In contrast today, our culture has adopted the idea that everyone will live after death -- some vague spiritual existence maybe, but some sort of existence, nonetheless.  They don't hunger for this nor do they need a faith to introduce this idea.  They expect a spiritual existence to transcend death and no one seems to live in much fear that such an existence might not be all that fulfilling (they have little real fear of hell or some sort of equivalence).  Since our people today expect that some sort of spiritualized life will continue past death, they no longer need to focus upon this or shape their lives in anticipation of this and are thus free to indulge fully and freely into everything this present moment offers (emphasis here upon pleasure).

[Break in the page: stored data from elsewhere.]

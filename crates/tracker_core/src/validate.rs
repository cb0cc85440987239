use thiserror::Error;
use url::Url;

use crate::{JobDraft, JobPatch};

#[derive(Debug, Clone, PartialEq, Eq, Error)]
pub enum ValidationError {
    #[error("{field} is required")]
    Required { field: &'static str },
    #[error("invalid URL format: {value}")]
    InvalidUrl { value: String },
    #[error("invalid color format: {value}")]
    InvalidColor { value: String },
}

pub(crate) fn require(field: &'static str, value: &str) -> Result<(), ValidationError> {
    if value.trim().is_empty() {
        Err(ValidationError::Required { field })
    } else {
        Ok(())
    }
}

/// Empty means "no link"; anything else must be an absolute http(s) URL.
fn check_url(value: &str) -> Result<(), ValidationError> {
    if value.is_empty() {
        return Ok(());
    }
    match Url::parse(value) {
        Ok(url) if matches!(url.scheme(), "http" | "https") && url.has_host() => Ok(()),
        _ => Err(ValidationError::InvalidUrl {
            value: value.to_string(),
        }),
    }
}

impl JobDraft {
    pub fn validate(&self) -> Result<(), ValidationError> {
        require("title", &self.title)?;
        require("company", &self.company)?;
        if let Some(url) = &self.url {
            check_url(url)?;
        }
        Ok(())
    }
}

impl JobPatch {
    pub fn validate(&self) -> Result<(), ValidationError> {
        if let Some(title) = &self.title {
            require("title", title)?;
        }
        if let Some(company) = &self.company {
            require("company", company)?;
        }
        if let Some(url) = &self.url {
            check_url(url)?;
        }
        Ok(())
    }
}

pub fn validate_note_content(content: &str) -> Result<(), ValidationError> {
    require("note content", content)
}

/// Tag names must be non-empty and colors `#RRGGBB`.
pub fn validate_tag(name: &str, color: &str) -> Result<(), ValidationError> {
    require("tag name", name)?;
    let hex = color.strip_prefix('#').unwrap_or("");
    if hex.len() == 6 && hex.chars().all(|c| c.is_ascii_hexdigit()) {
        Ok(())
    } else {
        Err(ValidationError::InvalidColor {
            value: color.to_string(),
        })
    }
}

#[cfg(test)]
mod tests {
    use super::*;

    #[test]
    fn draft_requires_title_and_company() {
        assert_eq!(
            JobDraft::new("  ", "Acme").validate(),
            Err(ValidationError::Required { field: "title" })
        );
        assert_eq!(
            JobDraft::new("Engineer", "").validate(),
            Err(ValidationError::Required { field: "company" })
        );
        assert!(JobDraft::new("Engineer", "Acme").validate().is_ok());
    }

    #[test]
    fn url_must_be_http_or_empty() {
        let mut draft = JobDraft::new("Engineer", "Acme");
        draft.url = Some(String::new());
        assert!(draft.validate().is_ok());
        draft.url = Some("https://jobs.example.com/42".to_string());
        assert!(draft.validate().is_ok());
        draft.url = Some("ftp://jobs.example.com".to_string());
        assert!(matches!(
            draft.validate(),
            Err(ValidationError::InvalidUrl { .. })
        ));
    }

    #[test]
    fn patch_rejects_blanking_required_fields() {
        let patch = JobPatch {
            company: Some(String::new()),
            ..JobPatch::default()
        };
        assert_eq!(
            patch.validate(),
            Err(ValidationError::Required { field: "company" })
        );
        assert!(JobPatch::default().validate().is_ok());
    }

    #[test]
    fn tag_color_is_six_digit_hex() {
        assert!(validate_tag("remote", "#00ff7A").is_ok());
        assert!(validate_tag("remote", "#00ff7").is_err());
        assert!(validate_tag("remote", "00ff7A").is_err());
        assert!(validate_tag("", "#000000").is_err());
        assert!(validate_note_content("").is_err());
    }
}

A second difference is the attention the early Christian martyrs drew to Christianity.  Theirs was a faith that could not be compromised and compelled them to risk all and even death in order to be faithful to its doctrine and life.  In contrast to this unbending commitment to the truth that is Jesus Christ, Christianity today is soft and flexible, easily bended and shaped by the culture and quick to jettison its most basic tenants and longest held convictions in the face of question or challenge.  Look, for example, at how quickly many Christians adopted a cultural shape of worship that fully embraced the moden penchant for technology, video, and entertainment or how quickly many Christians changed their minds about such things as abortion, same sex relationships and marriage, etc...  They ditched the long held positions of the church before them in order to adopt positions more friendly to the move of modern culture.  Sure, there are many people still dying for the faith (look at the Middle East) but it seems modern Christianity is not willing to risk even a hangnail for the sake of Christ and the faith yesterday, today, and forever the same.

Finally Wilken reminds us that the church in its earliest days had full confidence in their leaders.  They not only paid attention to their leaders but they followed them much more willingly than the average Christians will hear and heed their leaders today.  In fact, we tend to view the leaders of the church with the same disdain and suspicion we view our political leaders in Washington.  There is, thus, little discipline of the faith and of the faithful.  Each person ends up being the arbiter of what will be believed and lived out in the name of Christianity.  The stance of the church is questioned first by the faithful even before those outside the faith have had their two cents worth at what is believed, taught, and confessed.

Modern culture is not curious about Christianity but has tasted it and spit it out.  Modern culture detests the taste of doctrine and truth, of disciplined confession and practice, of public piety and faithfulness.  We live in a world unfriendly to Christianity -- not because it has never encountered it -- no, modern culture presumes it knows all about Christianity and has decided that Christianity was found wanting, offensive, and objectionable.  It has rejected the faith.  And now its goal is to marginalize the faith, the faithful, and the church.


1 comment:

  1. Prior to the Christian era, pagnaism showed the same ridicule towards the Jews, even to the point of Antiochus IV Epiphanes's attempt at ethnic cleansing. Despites that, the socail and familial stability of observant Jews were enough to attract a number of pagans to Judaism, either as converts or Noachides; such are referred to as proselytes in the NT. Perhaps the Chruch can learn from the past and DV clean up its act?